Yelverton later argued that Theresa did not believe that either of the ceremonies was a valid marriage. He was married on 26 June 1858, to Emily Marianne née Ashworth, daughter of Charles Ashworth and widow of Edward Forbes. Officiating was Edward Ramsay of the Scottish Episcopal Church. Theresa heard of this marriage three days later, and on 30 June a Catholic cleric showed Ramsay a copy of the certificate of the August 1857 Irish ceremony.

The immediate consequence was that Theresa applied to the Edinburgh procurator fiscal, and Yelverton was put in Calton Jail on a bigamy charge. The charge was later dropped. Yelverton asked for a further court declaration that he was not married to Theresa, and further legal proceedings ensued.

There was then a series of trials: most notably, Thelwall v. Yelverton, between 21 February and 4 March 1861. Its outcome was validation of both the ceremonies. Then on appeal the Court of Session annulled Theresa's marriage to Yelverton.

Towards the end of the legal processes, Theresa in 1867 made a "reference to oath" (an aspect of the Scottish law of evidence based on Roman law) to the House of Lords. The Lords denied the appeal based on it, which Theresa argued herself. The court cases came to an end in 1868. Yelverton allegedly used his influence with the House of Lords.

==Reputational damage==
The legal struggle brought the couple notoriety.

Theresa was alternately vilified and celebrated, portrayed as a victim who had been 'mercilessly abandoned' and accused of being a lascivious seducer. Sometimes she was depicted as innocent and pure, at others as a ruthless social climber. After six years of trials and appeals, she finally lost her case. In the process, however, she had become a minor celebrity.

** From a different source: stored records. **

//! Segmented log engine.
//!
//! This module provides the file-backed `LogEngine` with:
//! - Write buffering with an explicit durability barrier (`flush`)
//! - Automatic segment rotation when max size is reached
//! - Cross-segment read operations
//! - Obsolete segment cleanup after compaction
//! - Replay-based recovery of the id range on open

use std::{
    fs,
    path::{Path, PathBuf},
    sync::Arc,
};

use async_trait::async_trait;
use parking_lot::RwLock;
use tokio::sync::Semaphore;
use tracing::{debug, info, warn};

use crate::error::EngineError;
use crate::traits::{EngineResult, LogEngine};
use crate::types::{IdRange, StoreId};

use super::{
    entry::{
        AppendRecord, CheckpointRecord, ENTRY_HEADER_SIZE, EntryIndex, EntryMeta, EntryType,
        TruncateRecord, encode_frame,
    },
    segment::{LogSegment, decode_append_body, parse_segment_id},
};

/// Default maximum segment size (64MB)
pub const DEFAULT_MAX_SEGMENT_SIZE: u64 = 64 * 1024 * 1024;

/// Configuration options for the segment engine
#[derive(Clone, Debug)]
pub struct SegmentEngineOptions {
    /// Directory for storing segment files
    pub dir: PathBuf,
    /// Segment size in bytes after which a flush rotates to a new segment
    pub max_segment_size: u64,
    /// Maximum number of concurrent blocking reads
    pub max_io_threads: usize,
    /// Whether `flush` calls `sync_data` after writing
    pub sync_on_flush: bool,
}

impl Default for SegmentEngineOptions {
    fn default() -> Self {
        Self {
            dir: PathBuf::from("./data/logs"),
            max_segment_size: DEFAULT_MAX_SEGMENT_SIZE,
            max_io_threads: 4,
            sync_on_flush: true,
        }
    }
}

impl SegmentEngineOptions {
    pub fn with_dir<P: Into<PathBuf>>(dir: P) -> Self {
        Self {
            dir: dir.into(),
            ..Default::default()
        }
    }
}

/// Metadata about a single segment
#[derive(Debug, Clone)]
pub struct SegmentMeta {
    pub segment_id: u64,
    pub file_path: PathBuf,
    /// Highest id ever appended to this segment
    pub max_id: Option<StoreId>,
    /// Durable file size in bytes
    pub file_size: u64,
}

impl SegmentMeta {
    /// Every record this segment holds sits below `start`.
    pub fn is_obsolete(&self, start: StoreId) -> bool {
        self.max_id.is_none_or(|max| max < start)
    }
}

struct EngineInner {
    index: EntryIndex,
    active: Arc<LogSegment>,
    active_meta: SegmentMeta,
    /// Read-only sealed segments (ordered by segment_id)
    sealed: Vec<(SegmentMeta, Arc<LogSegment>)>,
    /// Frames staged for the active segment, starting at `active_meta.file_size`
    pending: Vec<u8>,
    pending_compaction: bool,
    next_segment_id: u64,
}

impl EngineInner {
    fn stage(&mut self, entry_type: EntryType, body: &[u8]) -> u64 {
        let body_offset =
            self.active_meta.file_size + self.pending.len() as u64 + ENTRY_HEADER_SIZE as u64;
        self.pending.extend_from_slice(&encode_frame(entry_type, body));
        body_offset
    }

    fn segment(&self, segment_id: u64) -> Option<Arc<LogSegment>> {
        if segment_id == self.active.segment_id {
            return Some(self.active.clone());
        }
        self.sealed
            .binary_search_by_key(&segment_id, |(meta, _)| meta.segment_id)
            .ok()
            .map(|pos| self.sealed[pos].1.clone())
    }

    fn locate(&self, id: StoreId) -> EngineResult<Slot> {
        let Some(meta) = self.index.get(id) else {
            return Ok(Slot::Missing);
        };

        if meta.segment_id == self.active.segment_id && meta.offset >= self.active_meta.file_size {
            let start = (meta.offset - self.active_meta.file_size) as usize;
            let body = &self.pending[start..start + meta.size as usize];
            return Ok(Slot::Ready(decode_append_body(meta, body)?));
        }

        let segment = self.segment(meta.segment_id).ok_or_else(|| EngineError::Corrupted {
            segment: meta.segment_id,
            offset: meta.offset,
            reason: format!("segment for id {} is gone", id),
        })?;
        Ok(Slot::OnDisk(segment, meta.clone()))
    }
}

enum Slot {
    Missing,
    Ready(Vec<u8>),
    OnDisk(Arc<LogSegment>, EntryMeta),
}

/// File-backed, segmented implementation of `LogEngine`.
pub struct SegmentLogEngine {
    options: SegmentEngineOptions,
    io_semaphore: Arc<Semaphore>,
    inner: RwLock<EngineInner>,
}

impl SegmentLogEngine {
    /// Open the engine in `options.dir`, replaying any segments found there.
    pub fn open(options: SegmentEngineOptions) -> EngineResult<Self> {
        fs::create_dir_all(&options.dir)?;
        let io_semaphore = Arc::new(Semaphore::new(options.max_io_threads.max(1)));

        let mut segment_files: Vec<(u64, PathBuf)> = fs::read_dir(&options.dir)?
            .flatten()
            .filter_map(|entry| {
                let path = entry.path();
                let id = parse_segment_id(path.file_name()?.to_str()?)?;
                Some((id, path))
            })
            .collect();
        segment_files.sort_by_key(|(id, _)| *id);

        let mut index = EntryIndex::default();
        let mut sealed = Vec::new();
        let mut tail = None;

        for (pos, (segment_id, path)) in segment_files.iter().enumerate() {
            let is_tail = pos + 1 == segment_files.len();
            let segment = LogSegment::open(path.clone(), *segment_id, io_semaphore.clone())?;
            let replay = segment.replay(&mut index, is_tail)?;
            let meta = SegmentMeta {
                segment_id: *segment_id,
                file_path: path.clone(),
                max_id: replay.max_id,
                file_size: replay.len,
            };
            debug!(
                "Replayed segment {}: frames={}, size={}",
                segment_id, replay.frames, replay.len
            );
            if is_tail {
                tail = Some((meta, Arc::new(segment)));
            } else {
                sealed.push((meta, Arc::new(segment)));
            }
        }

        let (active_meta, active) = match tail {
            Some(tail) => tail,
            None => Self::create_segment(&options.dir, 0, index.range, io_semaphore.clone())?,
        };

        info!(
            "Opened log engine: dir={:?}, segments={}, range={}",
            options.dir,
            sealed.len() + 1,
            index.range
        );

        let next_segment_id = active_meta.segment_id + 1;
        Ok(Self {
            options,
            io_semaphore,
            inner: RwLock::new(EngineInner {
                index,
                active,
                active_meta,
                sealed,
                pending: Vec::new(),
                pending_compaction: false,
                next_segment_id,
            }),
        })
    }

    /// Create a segment whose first frame records `range`.
    fn create_segment(
        dir: &Path,
        segment_id: u64,
        range: IdRange,
        io_semaphore: Arc<Semaphore>,
    ) -> EngineResult<(SegmentMeta, Arc<LogSegment>)> {
        let segment = LogSegment::create(dir, segment_id, io_semaphore)?;
        let frame = encode_frame(EntryType::Checkpoint, &CheckpointRecord { range }.serialize()?);
        segment.write_at(&frame, 0)?;
        segment.sync_data()?;

        let meta = SegmentMeta {
            segment_id,
            file_path: segment.file_path.clone(),
            max_id: None,
            file_size: frame.len() as u64,
        };
        Ok((meta, Arc::new(segment)))
    }

    pub fn options(&self) -> &SegmentEngineOptions {
        &self.options
    }

    /// Number of segment files currently backing the engine.
    pub fn segment_count(&self) -> usize {
        self.inner.read().sealed.len() + 1
    }

    /// Bytes staged since the last flush.
    pub fn pending_bytes(&self) -> usize {
        self.inner.read().pending.len()
    }

    fn rotate_segment(&self, inner: &mut EngineInner) -> EngineResult<()> {
        let segment_id = inner.next_segment_id;
        let (meta, segment) = Self::create_segment(
            &self.options.dir,
            segment_id,
            inner.index.range,
            self.io_semaphore.clone(),
        )?;
        inner.next_segment_id += 1;

        let old_meta = std::mem::replace(&mut inner.active_meta, meta);
        let old_segment = std::mem::replace(&mut inner.active, segment);
        inner.sealed.push((old_meta, old_segment));

        info!("Rotated to new segment: id={}", segment_id);
        Ok(())
    }

    fn remove_obsolete_segments(&self, inner: &mut EngineInner) -> EngineResult<()> {
        let start = inner.index.range.start;
        while let Some((meta, _)) = inner.sealed.first() {
            if !meta.is_obsolete(start) {
                break;
            }
            fs::remove_file(&meta.file_path)?;
            let (meta, _) = inner.sealed.remove(0);
            info!(
                "Removed obsolete segment: id={}, size={}",
                meta.segment_id, meta.file_size
            );
        }
        Ok(())
    }

    fn flush_pending(&self) -> EngineResult<()> {
        let mut guard = self.inner.write();
        let inner = &mut *guard;
        if inner.pending.is_empty() {
            return Ok(());
        }

        inner.active.write_at(&inner.pending, inner.active_meta.file_size)?;
        if self.options.sync_on_flush {
            inner.active.sync_data()?;
        }
        inner.active_meta.file_size += inner.pending.len() as u64;
        inner.pending.clear();

        if std::mem::take(&mut inner.pending_compaction) {
            self.remove_obsolete_segments(inner)?;
        }
        if inner.active_meta.file_size >= self.options.max_segment_size {
            self.rotate_segment(inner)?;
        }
        Ok(())
    }
}

#[async_trait]
impl LogEngine for SegmentLogEngine {
    async fn append(&self, id: StoreId, bytes: Vec<u8>) -> EngineResult<StoreId> {
        let body = AppendRecord { id, data: bytes }.serialize()?;

        let mut inner = self.inner.write();
        if id < inner.index.range.end {
            return Err(EngineError::InvalidId {
                id,
                end: inner.index.range.end,
            });
        }

        let offset = inner.stage(EntryType::Append, &body);
        let segment_id = inner.active.segment_id;
        inner.active_meta.max_id = inner.active_meta.max_id.max(Some(id));
        inner.index.apply_append(EntryMeta {
            id,
            segment_id,
            offset,
            size: body.len() as u64,
        });
        Ok(id)
    }

    async fn flush(&self) -> EngineResult<()> {
        self.flush_pending()
    }

    async fn read(&self, id: StoreId) -> EngineResult<Option<Vec<u8>>> {
        let slot = self.inner.read().locate(id)?;
        match slot {
            Slot::Missing => Ok(None),
            Slot::Ready(bytes) => Ok(Some(bytes)),
            Slot::OnDisk(segment, meta) => {
                let mut bytes = segment.read_run(vec![meta]).await?;
                Ok(bytes.pop())
            }
        }
    }

    async fn read_range(&self, from: StoreId, to: StoreId) -> EngineResult<Vec<Option<Vec<u8>>>> {
        if from >= to {
            return Ok(Vec::new());
        }

        // Plan under the lock, read without it.
        let mut results: Vec<Option<Vec<u8>>> = Vec::with_capacity((to - from) as usize);
        let mut runs: Vec<(Arc<LogSegment>, Vec<EntryMeta>, Vec<usize>)> = Vec::new();
        {
            let inner = self.inner.read();
            for id in from..to {
                match inner.locate(id)? {
                    Slot::Missing => results.push(None),
                    Slot::Ready(bytes) => results.push(Some(bytes)),
                    Slot::OnDisk(segment, meta) => {
                        let pos = results.len();
                        results.push(None);
                        let contiguous = runs.last().is_some_and(|(run_segment, metas, _)| {
                            run_segment.segment_id == segment.segment_id
                                && metas.last().is_some_and(|prev| {
                                    prev.end_offset() + ENTRY_HEADER_SIZE as u64 == meta.offset
                                })
                        });
                        if let (true, Some((_, metas, positions))) = (contiguous, runs.last_mut()) {
                            metas.push(meta);
                            positions.push(pos);
                        } else {
                            runs.push((segment, vec![meta], vec![pos]));
                        }
                    }
                }
            }
        }

        let (reads, positions): (Vec<_>, Vec<_>) = runs
            .into_iter()
            .map(|(segment, metas, positions)| {
                (async move { segment.read_run(metas).await }, positions)
            })
            .unzip();

        let batches = futures::future::try_join_all(reads).await?;
        for (batch, positions) in batches.into_iter().zip(positions) {
            for (bytes, pos) in batch.into_iter().zip(positions) {
                results[pos] = Some(bytes);
            }
        }
        Ok(results)
    }

    async fn truncate_from(&self, id: StoreId) -> EngineResult<()> {
        let body = TruncateRecord { id }.serialize()?;
        let mut inner = self.inner.write();
        if id >= inner.index.range.end {
            return Ok(());
        }
        inner.stage(EntryType::TruncateSuffix, &body);
        inner.index.truncate_suffix(id);
        Ok(())
    }

    async fn compact_upto(&self, id: StoreId) -> EngineResult<()> {
        let body = TruncateRecord { id }.serialize()?;
        let mut inner = self.inner.write();
        if id < inner.index.range.start {
            return Ok(());
        }
        inner.stage(EntryType::CompactPrefix, &body);
        inner.index.truncate_prefix(id);
        inner.pending_compaction = true;
        Ok(())
    }

    fn recovered_range(&self) -> IdRange {
        self.inner.read().index.range
    }
}

impl Drop for SegmentLogEngine {
    fn drop(&mut self) {
        let pending = self.inner.get_mut().pending.len();
        if pending > 0 {
            warn!("Dropping log engine with {} unflushed bytes", pending);
        }
    }
}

Yelverton lost his army position as an officer in the Royal Artillery, being placed on half pay.

==Later life==
Afterwards, she led an itinerant life and supported herself by writing about her travels. Francis Farquhar wrote that she "spent the summer of 1870 in Yosemite, where she attached herself to the Hutchings family and made eyes at John Muir. He escaped to the woods, but not before she had noted enough of his conversation and his ways of life to make him over into Kenmuir, the hero of her novel."

==Death==
She died in 1881 in Pietermaritzburg, Natal, South Africa.

==In literature==
Two novels of the 1860s were based on the story and legal cases: Gentle Blood: Or, the Secret Marriage (1861) by James Roderick O'Flanagan; and A Wife and not a Wife (1867) by Cyrus Redding.